SYW: 2017 Week 2

Share Your World – January 9, 2017

Some very profound questions this week from Cee. I’m not sure of my answers. I have been terrible with reading other responses and so this week I decided to read the responses on other blogs before writing my own. Now I am more confused, and feel as if my answers may be influenced as there were really some witty and unique answers to Cee’s questions. I will just try to answer off the cuff and not ruminate too much (I am worse than Hamlet with that).

If you lost a bet and had to dye your hair a color of the rainbow for a week, what color would it be?  

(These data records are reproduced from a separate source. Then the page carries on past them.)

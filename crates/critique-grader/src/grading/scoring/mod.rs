mod coverage;

pub use coverage::CoverageMap;

use std::collections::{HashMap, HashSet};

use tracing::debug;

use super::config::ScoringConfig;
use super::domain::{Annotation, AnnotationType, MatchResult, RubricItem, ScoringResult};
use super::validation::MAX_SPAN_OFFSET;

/// Round half up to `decimals` places (`-2.25` becomes `-2.2`, `2.25` becomes `2.3`).
pub fn round_to(value: f64, decimals: i32) -> f64 {
    let factor = 10f64.powi(decimals);
    (value * factor + 0.5).floor() / factor
}

/// Percentage of the text covered by the union of all annotation spans, rounded.
///
/// The bitset only spans up to the furthest annotation end, so a long text with few
/// or no annotations costs nothing. Offsets past `MAX_SPAN_OFFSET` are ignored;
/// validated input never carries them.
pub fn coverage_score(annotations: &[Annotation], text_length: usize) -> u32 {
    let furthest_end = annotations
        .iter()
        .map(|annotation| annotation.span())
        .filter(|span| !span.is_empty())
        .map(|span| span.end)
        .max()
        .unwrap_or(0)
        .min(text_length)
        .min(MAX_SPAN_OFFSET);
    if text_length == 0 || furthest_end == 0 {
        return 0;
    }

    let mut map = CoverageMap::new(furthest_end);
    for annotation in annotations {
        map.mark(annotation.span());
    }

    round_to(map.covered() as f64 / text_length as f64 * 100.0, 0) as u32
}

/// Tier 1: severity-weighted quality of the catches, scaled to `tier1_cap`.
fn tier1(
    confirmed: &[&RubricItem],
    matches: &[MatchResult],
    config: &ScoringConfig,
) -> f64 {
    let max_possible: f64 = confirmed
        .iter()
        .map(|item| config.max_match_quality * item.severity.weight())
        .sum();
    if max_possible == 0.0 {
        return 0.0;
    }

    let by_id: HashMap<&str, &RubricItem> = confirmed
        .iter()
        .map(|item| (item.id.as_str(), *item))
        .collect();
    let achieved: f64 = matches
        .iter()
        .filter_map(|found| {
            by_id
                .get(found.rubric_item_id.as_str())
                .map(|item| found.match_quality * item.severity.weight())
        })
        .sum();

    round_to(achieved / max_possible * config.tier1_cap, 1)
}

/// Tier 2: severity-weighted share of confirmed items nobody caught, down to `-tier2_cap`.
fn tier2(confirmed: &[&RubricItem], missed: &[&RubricItem], config: &ScoringConfig) -> f64 {
    let tier2_max: f64 = confirmed.iter().map(|item| item.severity.weight() * 2.0).sum();
    if tier2_max == 0.0 {
        return 0.0;
    }

    let deduction: f64 = missed.iter().map(|item| item.severity.weight() * 2.0).sum();
    round_to(-(deduction / tier2_max) * config.tier2_cap, 1)
}

/// Tier 3: reward for substantive critiques the rubric did not anticipate.
fn tier3(beyond: &[&Annotation], config: &ScoringConfig) -> f64 {
    let total: f64 = beyond
        .iter()
        .map(|annotation| {
            let mut subtotal = 0.0;
            if annotation.note_len() > 30 {
                subtotal += 2.0;
            }
            if annotation.has_evidence() {
                subtotal += 3.0;
            }
            f64::min(subtotal, config.tier3_per_annotation_cap)
        })
        .sum();

    total.min(config.tier3_cap)
}

/// Compose the tiered score from the matcher output and the full input sets.
pub(crate) fn compose(
    annotations: &[Annotation],
    rubric_items: &[RubricItem],
    text_length: usize,
    matches: Vec<MatchResult>,
    config: &ScoringConfig,
) -> ScoringResult {
    let confirmed: Vec<&RubricItem> = rubric_items.iter().filter(|item| item.confirmed).collect();

    let matched_items: HashSet<&str> = matches
        .iter()
        .map(|found| found.rubric_item_id.as_str())
        .collect();
    let matched_annotations: HashSet<&str> = matches
        .iter()
        .map(|found| found.annotation_id.as_str())
        .collect();

    let missed: Vec<&RubricItem> = confirmed
        .iter()
        .copied()
        .filter(|item| !matched_items.contains(item.id.as_str()))
        .collect();
    let beyond: Vec<&Annotation> = annotations
        .iter()
        .filter(|annotation| {
            annotation.kind != AnnotationType::Accepted
                && !matched_annotations.contains(annotation.id.as_str())
        })
        .collect();

    let tier1_raw = tier1(&confirmed, &matches, config);
    let tier2_deductions = tier2(&confirmed, &missed, config);
    let tier3_bonus = tier3(&beyond, config);
    let coverage = coverage_score(annotations, text_length);

    let coverage_multiplier = if coverage < config.coverage_threshold {
        config.coverage_penalty_multiplier
    } else {
        1.0
    };

    let composite_raw = round_to(
        tier1_raw * coverage_multiplier + tier2_deductions + tier3_bonus,
        1,
    );
    let normalized_final = round_to(composite_raw.clamp(0.0, 100.0), 1);

    debug!(
        tier1_raw,
        tier2_deductions,
        tier3_bonus,
        coverage,
        coverage_multiplier,
        normalized_final,
        "composed tiered score"
    );

    ScoringResult {
        tier1_raw,
        tier2_deductions,
        tier3_bonus,
        coverage_score: coverage,
        composite_raw,
        normalized_final,
        missed_items: missed.iter().map(|item| item.id.clone()).collect(),
        beyond_rubric_annotations: beyond
            .iter()
            .map(|annotation| annotation.id.clone())
            .collect(),
        matches,
    }
}

#[cfg(test)]
mod tests {
    use super::*;

    #[test]
    fn round_to_rounds_half_up() {
        assert_eq!(round_to(48.0, 1), 48.0);
        assert_eq!(round_to(12.25, 1), 12.3);
        assert_eq!(round_to(-2.25, 1), -2.2);
        assert_eq!(round_to(14.5, 0), 15.0);
        assert_eq!(round_to(-20.0, 1), -20.0);
    }
}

No need to dye my hair any color as I am not the betting kind. I did however start dying my hair a couple of years ago because I was bored. I never considered it before because I am against the chemicals, the sitting still, the smells, the money and the upkeep. But my stylist talked me into it with some new chemical-free dyes and she went easy on my virgin hair. But as it is a bit of the expense, I think I am done.

If you could choose one word to focus on for 2017, what would it be?

Action

So much of my life has been passive, spent inside my head with dreams, thoughts, words and indecision. For so many reasons I have stopped myself and been complacent. For so many different reasons, some I haven’t figured out yet, I have been running in place. It’s time to propel myself forward.

What was one thing you learned last year that you added to your life?

I’ve learned that dreams do not always have to come true.  They can be obscure, ethereal, flitting, disguised and commonplace. Dreams are not always static. I learned that Staying-at-home and trying to be a writer is perhaps not the best fit for me. Maybe it is not fear nor doubt that stops me, but just the fact that it does not suit me.

https://momtheobscure.wordpress.com/2012/12/21/procrastinatiin-and-fear-come-to-tea/

Isolating  myself in front of the laptop, being lost in words and thoughts, has only further isolated me and is not helping me with my anxiety or depression. I need to force myself out in the world and I need a routine so I know what I am doing, otherwise my Addled brain spirals off into a vortex.

https://thisobscurelife.wordpress.com/2016/06/29/wellness-wednesdays-ill-ride-this-wave-until-i-come-out-on-the-other-side/

I have learned that I am a horrible boss and my executive functions are quite poor without my hand being forced.  I enjoyed my time at home, but my son is now ten and quite capable of being on his own for a bit. Writing, it seems is more of an avocation than a vocation for me. It is time to take action and propel myself back into the world. 

If life was ‘just a bowl of cherries’… which fruit other than a cherry would you be..?

Avocado, I have no idea why, it just popped up in my head when I read the question.